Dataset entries
——————
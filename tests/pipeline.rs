// tests/pipeline.rs

//! End-to-end layer builds against a recording executor.

mod common;

use common::{Volume, own_user_group};
use std::fs;
use std::os::unix::fs::PermissionsExt;
use std::sync::Arc;
use strata::items::stat_options::build_stat_options;
use strata::items::{ForeignLayerItem, MakeDirsItem, ParentLayerItem};
use strata::{Error, Escalation, HostExecutor, Item, LayerConfig, LayerOpts, StatOptions, Subvolume, compile_items};

fn touch(path: &str) -> Item {
    Item::ForeignLayer(ForeignLayerItem::new("//layer", ["/bin/touch", path]))
}

#[test]
fn test_parent_then_foreign_touch() {
    let vol = Volume::new();
    let base = vol.parent(&[]);
    let target = vol.target("img", &[]);

    let items = vec![
        Item::ParentLayer(ParentLayerItem::new("//base", &base)),
        touch("/HELLO"),
    ];
    compile_items(items, &LayerOpts::new("//layer"), &target).unwrap();

    let calls = vol.exec.calls();
    assert_eq!(calls.len(), 2);
    assert_eq!(
        calls[0].argv,
        vec![
            "btrfs".to_string(),
            "subvolume".into(),
            "snapshot".into(),
            base.display().to_string(),
            target.root().display().to_string(),
        ]
    );
    let nspawn = &calls[1].argv;
    assert!(nspawn.contains(&format!("--directory={}", target.root().display())));
    assert!(nspawn.contains(&"--user=root".to_string()));
    assert!(nspawn.ends_with(&["--".to_string(), "/bin/touch".into(), "/HELLO".into()]));

    // Nothing was protected, and nothing was fabricated
    assert!(!vol.rendered().iter().any(|c| c.starts_with("mount")));
    assert!(!target.root().join("meta").exists());
    assert!(!target.root().join("__strata__").exists());
}

#[test]
fn test_foreign_failure_under_protection_is_attributed() {
    let vol = Volume::new();
    let base = vol.parent(&["meta"]);
    let target = vol.target("img", &["meta"]);
    vol.exec.fail_when(
        "/meta/ALIEN",
        1,
        "/bin/touch: cannot touch '/meta/ALIEN': Read-only file system",
    );

    let items = vec![
        Item::ParentLayer(ParentLayerItem::new("//base", &base)),
        touch("/meta/ALIEN"),
    ];
    let err = compile_items(items, &LayerOpts::new("//layer"), &target).unwrap_err();

    assert_eq!(err.exit_code(), Some(1));
    assert!(err.to_string().starts_with("//layer: ForeignLayer phase failed"));
    assert!(matches!(err.root_cause(), Error::Command { stderr, .. } if stderr.contains("Read-only")));

    // The command ran between the read-only remount and the unmount
    let rendered = vol.rendered();
    let meta = target.root().join("meta").display().to_string();
    let pos = |cmd: &str| rendered.iter().position(|c| c == cmd).unwrap();
    let nspawn = rendered.iter().position(|c| c.starts_with("systemd-nspawn")).unwrap();
    assert!(pos(&format!("mount -o remount,bind,ro {}", meta)) < nspawn);
    assert!(pos(&format!("umount {}", meta)) > nspawn);
}

#[test]
fn test_stat_options_exact_mode_recursive() {
    let temp = tempfile::tempdir().unwrap();
    let subvol = Subvolume::new(temp.path(), Arc::new(HostExecutor::new(Escalation::None)));
    let dir = temp.path().join("fresh");
    fs::create_dir_all(dir.join("sub")).unwrap();
    fs::write(dir.join("sub/file"), "x").unwrap();
    for path in [dir.clone(), dir.join("sub"), dir.join("sub/file")] {
        fs::set_permissions(&path, fs::Permissions::from_mode(0o777)).unwrap();
    }

    build_stat_options(&StatOptions::new(0o750, own_user_group()), &subvol, &dir, None, false).unwrap();

    for path in [dir.clone(), dir.join("sub"), dir.join("sub/file")] {
        let mode = fs::metadata(&path).unwrap().permissions().mode() & 0o7777;
        assert_eq!(mode, 0o750, "{}", path.display());
    }
}

#[test]
fn test_same_items_same_commands() {
    let vol = Volume::new();
    let base = vol.parent(&["srv"]);
    let items = || {
        vec![
            touch("/READY"),
            Item::MakeDirs(MakeDirsItem::new("//layer", "/srv", "www")),
            Item::ParentLayer(ParentLayerItem::new("//base", &base)),
        ]
    };

    let mut runs = Vec::new();
    for name in ["one", "two"] {
        let target = vol.target(name, &["srv"]);
        vol.exec.clear();
        compile_items(items(), &LayerOpts::new("//layer"), &target).unwrap();
        let root = target.root().display().to_string();
        runs.push(
            vol.rendered()
                .into_iter()
                .map(|c| c.replace(&root, "<root>"))
                .collect::<Vec<_>>(),
        );
    }
    assert_eq!(runs[0], runs[1]);
    assert!(runs[0][0].starts_with("btrfs subvolume snapshot"));
}

#[test]
fn test_layer_file_drives_build() {
    let vol = Volume::new();
    let base = vol.parent(&["etc"]);
    let target = vol.target("img", &["etc"]);
    let config = LayerConfig::parse(&format!(
        r#"
[layer]
target = "//images:web"
build_appliance = "/vol/ba"

[[item]]
type = "rpm_action"
from_target = "//images:web"
name = "nginx"
action = "install"

[[item]]
type = "parent_layer"
from_target = "//images:base"
subvol = "{}"

[[item]]
type = "remove_path"
from_target = "//images:web"
path = "/etc/motd"
"#,
        base.display()
    ))
    .unwrap();

    compile_items(config.items, &config.layer, &target).unwrap();

    let rendered = vol.rendered();
    assert_eq!(rendered.len(), 2);
    assert!(rendered[0].starts_with("btrfs subvolume snapshot"));
    assert!(rendered[1].contains("--directory=/vol/ba"));
    assert!(rendered[1].ends_with("dnf --installroot=/__strata_target__ --assumeyes install nginx"));
}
——————
Scan the lines above, and whenever one holds the string "calls", copy it.

    let calls = vol.exec.calls();
    assert_eq!(calls.len(), 2);
        calls[0].argv,
    let nspawn = &calls[1].argv;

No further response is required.